Solomon used a private blockchain to arrange a 100 million euro two-year digital bond for the European Investment Bank that was settled in 60 seconds rather than the usual five days to defend his position. Thank you, private blockchain!

The takeaway is that Goldman will use a private blockchain to shorten settlement times, lowering costs for all stakeholders.

Except.

The lack of a blockchain is not the reason bonds settle in five days; it is due to Goldman Sachs, regulation, and bureaucratic red tape. Adding a private blockchain will not rid the bond placement process of Goldman Sachs, regulation, and bureaucratic red tape. Particularly when the deafening cry for regulation is answered.

Sure, adding a blockchain could be a solution, but it isn’t for one simple reason: private, permissioned blockchains are worse than useless.

Don’t be misled; blockchains are not a complicated concept. If you understand what a database is (an electronic repository of data), you understand what a blockchain is. Databases are places where data is stored. If the database manager grants you access to the data, you or Goldman Sachs can access it electronically. Otherwise, there will be no data for you or Goldman Sachs.

Blockchains are the same thing, except that all of the data is public and copies of the database are stored in numerous locations.

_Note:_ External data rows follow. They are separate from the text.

//! # PIXELATE Fixed-Point Math
//!
//! Integer trigonometry for pixel-pushing code.
//!
//! ## Design Principles
//!
//! 1. **16.16 fixed-point** - `Fixed` wraps an `i32`; no floats in the hot loop
//! 2. **Binary angles** - a full circle is 256 units, so wrapping is a mask
//! 3. **Lookup tables** - sin/cos/tan are one table read, built once on first use
//! 4. **Saturating operators** - overflow clamps instead of trapping; the
//!    `checked_*`/`try_*` forms report it as `FixedError`
//!
//! ## Example
//!
//! ```rust
//! use pixelate_fixed::{Fixed, FixedMatrix, FixedVec3};
//!
//! // A point 100 pixels out at a quarter turn.
//! let angle = Fixed::from_int(64);
//! let x = 100 * angle.cos();
//! let y = 100 * angle.sin();
//! assert_eq!((x.to_int(), y.to_int()), (0, 100));
//!
//! // Spin a globe a quarter turn around its poles.
//! let m = FixedMatrix::planet_rotation(angle, Fixed::ZERO, Fixed::ZERO);
//! let rotated = m.apply(FixedVec3::Z);
//! assert_eq!(rotated, FixedVec3::X);
//! ```

#![deny(missing_docs)]
#![deny(unsafe_code)]
#![deny(clippy::all)]
#![warn(clippy::pedantic)]
#![deny(clippy::perf)]

pub mod error;
pub mod fixed;
pub mod matrix;
pub mod trig;
pub mod vector;

pub use error::{FixedError, FixedResult};
pub use fixed::Fixed;
pub use matrix::FixedMatrix;
pub use trig::{FULL_CIRCLE, HALF_CIRCLE, QUARTER_CIRCLE};
pub use vector::FixedVec3;
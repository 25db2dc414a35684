//! Globes rotated about each axis.

use std::process::ExitCode;

use pixelate::Demo;

fn main() -> ExitCode {
    pixelate::main_for(Some(Demo::SphereRotations))
}
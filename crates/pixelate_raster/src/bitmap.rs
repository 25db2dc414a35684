//! # Bitmap
//!
//! Row-major RGB pixel buffer. Coordinates are signed so that drawing code
//! can compute positions relative to a center and let the bitmap clip
//! whatever falls outside.

use crate::color::Color;
use crate::error::{RasterError, RasterResult};

/// RGB pixel buffer.
#[derive(Clone, PartialEq, Eq)]
pub struct Bitmap {
    width: u32,
    height: u32,
    pixels: Vec<Color>,
}

impl Bitmap {
    /// Creates a black bitmap.
    ///
    /// # Errors
    ///
    /// Returns `RasterError::InvalidDimensions` if either side is zero.
    pub fn new(width: u32, height: u32) -> RasterResult<Self> {
        Self::filled(width, height, Color::BLACK)
    }

    /// Creates a bitmap filled with one color.
    ///
    /// # Errors
    ///
    /// Returns `RasterError::InvalidDimensions` if either side is zero.
    pub fn filled(width: u32, height: u32, color: Color) -> RasterResult<Self> {
        let len = pixel_count(width, height)?;
        Ok(Self {
            width,
            height,
            pixels: vec![color; len],
        })
    }

    /// Wraps an existing row-major pixel vector.
    ///
    /// # Errors
    ///
    /// Returns `RasterError::InvalidDimensions` for a zero side and
    /// `RasterError::PixelCountMismatch` when `pixels` has the wrong length.
    pub fn from_pixels(width: u32, height: u32, pixels: Vec<Color>) -> RasterResult<Self> {
        let expected = pixel_count(width, height)?;
        if pixels.len() != expected {
            return Err(RasterError::PixelCountMismatch {
                expected,
                actual: pixels.len(),
            });
        }
        Ok(Self {
            width,
            height,
            pixels,
        })
    }

    /// Width in pixels.
    #[inline]
    #[must_use]
    pub const fn width(&self) -> u32 {
        self.width
    }

    /// Height in pixels.
    #[inline]
    #[must_use]
    pub const fn height(&self) -> u32 {
        self.height
    }

    /// Width as a signed drawing coordinate.
    #[inline]
    #[must_use]
    pub fn w(&self) -> i32 {
        i32::try_from(self.width).unwrap_or(i32::MAX)
    }

    /// Height as a signed drawing coordinate.
    #[inline]
    #[must_use]
    pub fn h(&self) -> i32 {
        i32::try_from(self.height).unwrap_or(i32::MAX)
    }

    /// All pixels, row-major.
    #[must_use]
    pub fn pixels(&self) -> &[Color] {
        &self.pixels
    }

    /// Pixels as raw RGB bytes.
    #[must_use]
    pub fn as_bytes(&self) -> &[u8] {
        bytemuck::cast_slice(&self.pixels)
    }

    /// Returns true if `(x, y)` is inside the bitmap.
    #[inline]
    #[must_use]
    pub fn contains(&self, x: i32, y: i32) -> bool {
        x >= 0 && y >= 0 && x < self.w() && y < self.h()
    }

    #[inline]
    fn index(&self, x: i32, y: i32) -> Option<usize> {
        if self.contains(x, y) {
            Some(y as usize * self.width as usize + x as usize)
        } else {
            None
        }
    }

    /// Fills the whole bitmap.
    pub fn clear(&mut self, color: Color) {
        self.pixels.fill(color);
    }

    /// Sets one pixel; coordinates outside the bitmap are ignored.
    #[inline]
    pub fn put_pixel(&mut self, x: i32, y: i32, color: Color) {
        if let Some(i) = self.index(x, y) {
            self.pixels[i] = color;
        }
    }

    /// Reads one pixel, `None` outside the bitmap.
    #[inline]
    #[must_use]
    pub fn get_pixel(&self, x: i32, y: i32) -> Option<Color> {
        self.index(x, y).map(|i| self.pixels[i])
    }

    /// Copies a `width` x `height` block from `src` at `(src_x, src_y)` to
    /// `(dest_x, dest_y)`. Both ends are clipped.
    #[allow(clippy::too_many_arguments)]
    pub fn blit(
        &mut self,
        src: &Self,
        src_x: i32,
        src_y: i32,
        dest_x: i32,
        dest_y: i32,
        width: i32,
        height: i32,
    ) {
        for dy in 0..height {
            for dx in 0..width {
                if let Some(c) = src.get_pixel(src_x + dx, src_y + dy) {
                    self.put_pixel(dest_x + dx, dest_y + dy, c);
                }
            }
        }
    }

    /// Counts the pixels matching a predicate.
    #[must_use]
    pub fn count_pixels(&self, pred: impl Fn(Color) -> bool) -> usize {
        self.pixels.iter().filter(|&&c| pred(c)).count()
    }
}

impl std::fmt::Debug for Bitmap {
    fn fmt(&self, f: &mut std::fmt::Formatter<'_>) -> std::fmt::Result {
        f.debug_struct("Bitmap")
            .field("width", &self.width)
            .field("height", &self.height)
            .finish_non_exhaustive()
    }
}

fn pixel_count(width: u32, height: u32) -> RasterResult<usize> {
    if width == 0 || height == 0 || i32::try_from(width).is_err() || i32::try_from(height).is_err()
    {
        return Err(RasterError::InvalidDimensions { width, height });
    }
    Ok(width as usize * height as usize)
}

#[cfg(test)]
mod tests {
    use super::*;

    #[test]
    fn test_zero_size_rejected() {
        assert!(matches!(
            Bitmap::new(0, 10),
            Err(RasterError::InvalidDimensions { width: 0, height: 10 })
        ));
        assert!(Bitmap::new(10, 0).is_err());
    }

    #[test]
    fn test_put_pixel_clips() {
        let mut bmp = Bitmap::new(4, 3).unwrap();
        bmp.put_pixel(-1, 0, Color::WHITE);
        bmp.put_pixel(4, 0, Color::WHITE);
        bmp.put_pixel(0, 3, Color::WHITE);
        assert_eq!(bmp.count_pixels(|c| c != Color::BLACK), 0);

        bmp.put_pixel(3, 2, Color::RED);
        assert_eq!(bmp.get_pixel(3, 2), Some(Color::RED));
        assert_eq!(bmp.get_pixel(3, 3), None);
    }

    #[test]
    fn test_from_pixels_length_checked() {
        let err = Bitmap::from_pixels(2, 2, vec![Color::BLACK; 3]).unwrap_err();
        assert!(matches!(
            err,
            RasterError::PixelCountMismatch { expected: 4, actual: 3 }
        ));
    }

    #[test]
    fn test_blit_clips() {
        let src = Bitmap::filled(4, 4, Color::BLUE).unwrap();
        let mut dest = Bitmap::new(4, 4).unwrap();
        dest.blit(&src, 0, 0, 2, 2, 4, 4);
        assert_eq!(dest.count_pixels(|c| c == Color::BLUE), 4);
        assert_eq!(dest.get_pixel(3, 3), Some(Color::BLUE));
        assert_eq!(dest.get_pixel(1, 1), Some(Color::BLACK));
    }

    #[test]
    fn test_as_bytes_row_major() {
        let mut bmp = Bitmap::new(2, 1).unwrap();
        bmp.put_pixel(1, 0, Color::rgb(1, 2, 3));
        assert_eq!(bmp.as_bytes(), &[0, 0, 0, 1, 2, 3]);
    }
}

In theory, anyone with access to a computer they know and trust can join and maintain their own copy of the data.

That is because it is a very narrow, low-potential use case with potentially slow technology. There’s no reason to give everyone unrestricted access to every piece of data all the time unless you’re trying to avoid the need for a database manager or another trusted third party to access that data. A good application of this technology could be digital money.

Anything else, a regular database is preferable.

The takeaway here is that blockchains are yet another round of narrow, low-potential-use-case technologies that are being shoved into all sorts of broad applications where they should not be shoved. (Cue the debate about combining artificial intelligence and our drinking water, or whatever.)

Shipping company Maersk and tech behemoth International Business Machines attempted to blockchain-ify supply chains by putting tomatoes, bananas, or whatever on the blockchain via TradeLens, a shipping blockchain (whatever that means). After nearly five years of trying, TradeLens failed and shut down two weeks ago. It failed because it did not achieve “the level of commercial viability required to continue work and meet financial expectations as an independent business” because the concept is simply not viable.

Decentralized money, in my opinion, is the killer app for blockchain. Others believe in decentralized governance. These concepts come to life as unbanked women in Afghanistan seek financial freedom through Bitcoin and crowdfunding campaigns organize to bid on items such as the United States Constitution (a sillier example comparatively, sure, but pretty timely). The best blockchain apps will almost certainly (and already are) built on public, permissionless blockchains.

All of this is to say that the killer app will not come from private, permissioned blockchains used to settle bond placements by massive, multinational investment banks.